Furthermore, the impact of UAV altitude is considered. We vary the height of UAVs from 100 m to 500 m, and the latency performance is shown in
Figure 4. The curves of three algorithms are generally flat and very slowly ascending. We consider that all the interference between UAVs exists simultaneously in the system, and accordingly, the interference has a significant impact on the system latency. As the UAV height increases, the received signal weakens and the interference also decreases; as a result, the overall transmission delay remains almost stable. Note that the curves show a slight upward trend because the AWGN will not decrease as the height increase, which causes a decrease in SINR. The proposed Algorithm 1 performs better than the other two in different UAV height situations.
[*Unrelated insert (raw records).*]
//! Chunk session engine
//!
//! Handles the server side of a resumable.js upload: existence probes for
//! already-stored chunks, persistence of incoming chunk parts, the
//! completeness check after every accepted chunk, and assembly of the final
//! file once all chunks are on disk.
//!
//! The engine holds no in-memory session state between calls — every request
//! reconstructs its view from the filesystem via the identifier-derived chunk
//! directory, which makes uploads naturally resumable across process
//! restarts. The completeness-check + assembly + cleanup critical section is
//! serialized per identifier with an in-process async lock; deployments
//! running multiple server processes against the same chunk root need an
//! external lock (e.g. a lock file) on top.

mod assembly;

use crate::config::Config;
use crate::error::{Error, Result};
use crate::types::{ChunkStatus, Mode, UploadOutcome, UploadRequest};
use crate::utils::with_extension_of;
use crate::validator::{AcceptAll, ChunkValidator};
use crate::params::UploadParameters;
use std::collections::HashMap;
use std::path::{Path, PathBuf};
use std::sync::Arc;
use tokio::fs;
use tokio::sync::Mutex;

/// The chunk session engine
///
/// Construct once with a [`Config`] and share behind an [`Arc`]; one call to
/// [`process`](UploadEngine::process) handles one HTTP request.
///
/// Identifiers and filenames are treated as opaque names, with one guard:
/// values containing a `..` segment or forming an absolute path are refused
/// before any path is built, since joining them would resolve outside the
/// configured roots.
pub struct UploadEngine {
    config: Config,
    validator: Arc<dyn ChunkValidator>,
    identifier_locks: Mutex<HashMap<String, Arc<Mutex<()>>>>,
}

impl UploadEngine {
    /// Create an engine with the default accept-all validator
    pub fn new(config: Config) -> Self {
        Self::with_validator(config, Arc::new(AcceptAll))
    }

    /// Create an engine with an injected validator
    pub fn with_validator(config: Config, validator: Arc<dyn ChunkValidator>) -> Self {
        Self {
            config,
            validator,
            identifier_locks: Mutex::new(HashMap::new()),
        }
    }

    /// The engine's configuration
    pub fn config(&self) -> &Config {
        &self.config
    }

    /// Process one request: probe in [`Mode::TestChunk`], store (and possibly
    /// assemble) in [`Mode::UploadChunk`].
    ///
    /// Every protocol outcome is an `Ok` carrying a [`ChunkStatus`]; an `Err`
    /// signals a non-protocol failure ([`Error::UploadDirMissing`] or an I/O
    /// error outside the recoverable assembly path).
    pub async fn process(&self, mode: Mode, request: &UploadRequest) -> Result<UploadOutcome> {
        match mode {
            Mode::TestChunk => Ok(self.probe(request).await),
            Mode::UploadChunk => self.store(request).await,
        }
    }

    /// Does the chunk named by this request already exist on disk?
    ///
    /// No side effects. Returns [`ChunkStatus::Found`] (the client skips the
    /// chunk) or [`ChunkStatus::NotFound`] (the client should upload it).
    pub async fn probe(&self, request: &UploadRequest) -> UploadOutcome {
        if escapes_roots(&request.params) {
            return UploadOutcome::status_only(ChunkStatus::NotFound);
        }

        let path = self.chunk_path(request);
        let exists = fs::try_exists(&path).await.unwrap_or(false);

        tracing::debug!(
            identifier = %request.params.identifier,
            chunk = request.params.chunk_number,
            exists,
            "chunk probe"
        );

        UploadOutcome::status_only(if exists {
            ChunkStatus::Found
        } else {
            ChunkStatus::NotFound
        })
    }

    /// Store the request's uploaded parts, then assemble if the upload is now
    /// complete.
    ///
    /// Parts with a transport error are skipped. A validator rejection
    /// answers the whole request with [`ChunkStatus::Unsupported`] and stops
    /// part processing. Re-uploads of an already-stored chunk number simply
    /// overwrite it (last write wins).
    pub async fn store(&self, request: &UploadRequest) -> Result<UploadOutcome> {
        let params = &request.params;
        if escapes_roots(params) {
            tracing::warn!(
                identifier = %params.identifier,
                filename = %params.filename,
                "rejecting name that would escape the configured roots"
            );
            return Ok(UploadOutcome::status_only(ChunkStatus::Unsupported));
        }

        let chunk_dir = self.chunk_dir(request);
        let chunk_path = self.chunk_path(request);

        for part in &request.parts {
            if let Some(reason) = &part.transport_error {
                tracing::warn!(
                    identifier = %params.identifier,
                    chunk = params.chunk_number,
                    reason = %reason,
                    "skipping part that failed in transit"
                );
                continue;
            }

            if !self.validator.accept(part, params) {
                tracing::info!(
                    identifier = %params.identifier,
                    chunk = params.chunk_number,
                    "validator rejected chunk"
                );
                return Ok(UploadOutcome::status_only(ChunkStatus::Unsupported));
            }

            // Lazy directory creation; a concurrent upload for the same
            // identifier may win the race, which is fine.
            if let Err(e) = fs::create_dir_all(&chunk_dir).await
                && e.kind() != std::io::ErrorKind::AlreadyExists
            {
                return Err(Error::Io(e));
            }

            fs::write(&chunk_path, &part.bytes).await?;

            tracing::debug!(
                identifier = %params.identifier,
                chunk = params.chunk_number,
                bytes = part.bytes.len(),
                "stored chunk"
            );
        }

        self.try_assemble(request).await
    }

    /// Run the completeness check and, if it passes, assembly — as one
    /// critical section per identifier.
    async fn try_assemble(&self, request: &UploadRequest) -> Result<UploadOutcome> {
        let lock = self.identifier_lock(&request.params.identifier).await;
        let outcome = {
            let _guard = lock.lock().await;
            self.assemble_if_complete(request).await
        };
        self.release_identifier_lock(&request.params.identifier, &lock)
            .await;
        outcome
    }

    async fn assemble_if_complete(&self, request: &UploadRequest) -> Result<UploadOutcome> {
        let params = &request.params;
        let basename = self.chunk_basename(request);
        if !assembly::is_complete(&self.config, params, basename).await {
            return Ok(UploadOutcome::status_only(ChunkStatus::Accepted));
        }

        let final_name = self.assembled_filename(request);
        match assembly::assemble(&self.config, params, basename, &final_name).await {
            Ok(path) => Ok(UploadOutcome {
                status: ChunkStatus::Accepted,
                completed: true,
                assembled: Some(path),
            }),
            Err(e @ Error::UploadDirMissing { .. }) => Err(e),
            Err(e) => {
                // Recoverable: chunks stay on disk, completion stays false,
                // and a retried request re-attempts assembly.
                tracing::warn!(
                    identifier = %params.identifier,
                    error = %e,
                    "assembly failed, keeping chunks for retry"
                );
                Ok(UploadOutcome::status_only(ChunkStatus::Accepted))
            }
        }
    }

    /// Per-identifier chunk directory: `<chunk_dir>/<identifier>`
    pub fn chunk_dir(&self, request: &UploadRequest) -> PathBuf {
        self.config.chunk_dir.join(&request.params.identifier)
    }

    /// Deterministic chunk file path:
    /// `<chunk_dir>/<identifier>/<basename>.part<N>`
    pub fn chunk_path(&self, request: &UploadRequest) -> PathBuf {
        self.chunk_dir(request).join(format!(
            "{}.part{}",
            self.chunk_basename(request),
            request.params.chunk_number
        ))
    }

    /// Where the assembled file will land: `<upload_dir>/<final filename>`
    pub fn assembled_path(&self, request: &UploadRequest) -> PathBuf {
        self.config.upload_dir.join(self.assembled_filename(request))
    }

    /// Base name used for chunk files: the caller override when present,
    /// otherwise the client-declared filename.
    fn chunk_basename<'a>(&self, request: &'a UploadRequest) -> &'a str {
        request
            .target_basename
            .as_deref()
            .unwrap_or(&request.params.filename)
    }

    /// Name of the assembled file: the client filename, or the override base
    /// plus the client filename's extension.
    fn assembled_filename(&self, request: &UploadRequest) -> String {
        match &request.target_basename {
            Some(base) => with_extension_of(base, &request.params.filename),
            None => request.params.filename.clone(),
        }
    }

    async fn identifier_lock(&self, identifier: &str) -> Arc<Mutex<()>> {
        let mut locks = self.identifier_locks.lock().await;
        locks
            .entry(identifier.to_string())
            .or_insert_with(|| Arc::new(Mutex::new(())))
            .clone()
    }

    /// Drop the map entry once no other request holds a clone, keeping the
    /// lock map bounded by the number of in-flight identifiers rather than
    /// every identifier ever seen.
    async fn release_identifier_lock(&self, identifier: &str, lock: &Arc<Mutex<()>>) {
        let mut locks = self.identifier_locks.lock().await;
        // Two strong counts means only the map and this caller hold the Arc;
        // a waiter would hold a third. Cloning goes through the map mutex, so
        // the count cannot rise while we hold it.
        if Arc::strong_count(lock) == 2 {
            locks.remove(identifier);
        }
    }
}

/// True when a client-supplied identifier or filename could resolve outside
/// the configured roots: an absolute path would replace the root entirely on
/// `join`, and a `..` segment climbs out of it.
fn escapes_roots(params: &UploadParameters) -> bool {
    [params.identifier.as_str(), params.filename.as_str()]
        .into_iter()
        .any(|value| {
            Path::new(value).is_absolute() || value.split(['/', '\\']).any(|seg| seg == "..")
        })
}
After a comparison and analysis, we found that the performance of Algorithm 2 is usually better than Algorithm 3, excluding the situation that the UAV capacity is extremely large. This indicates that the caching strategy plays a more important role than UAV locations in this system model. Moreover, the proposed DC-based algorithm performs better in situations where the Zipf parameter of content popularity is large or the UAV caching capacity is limited.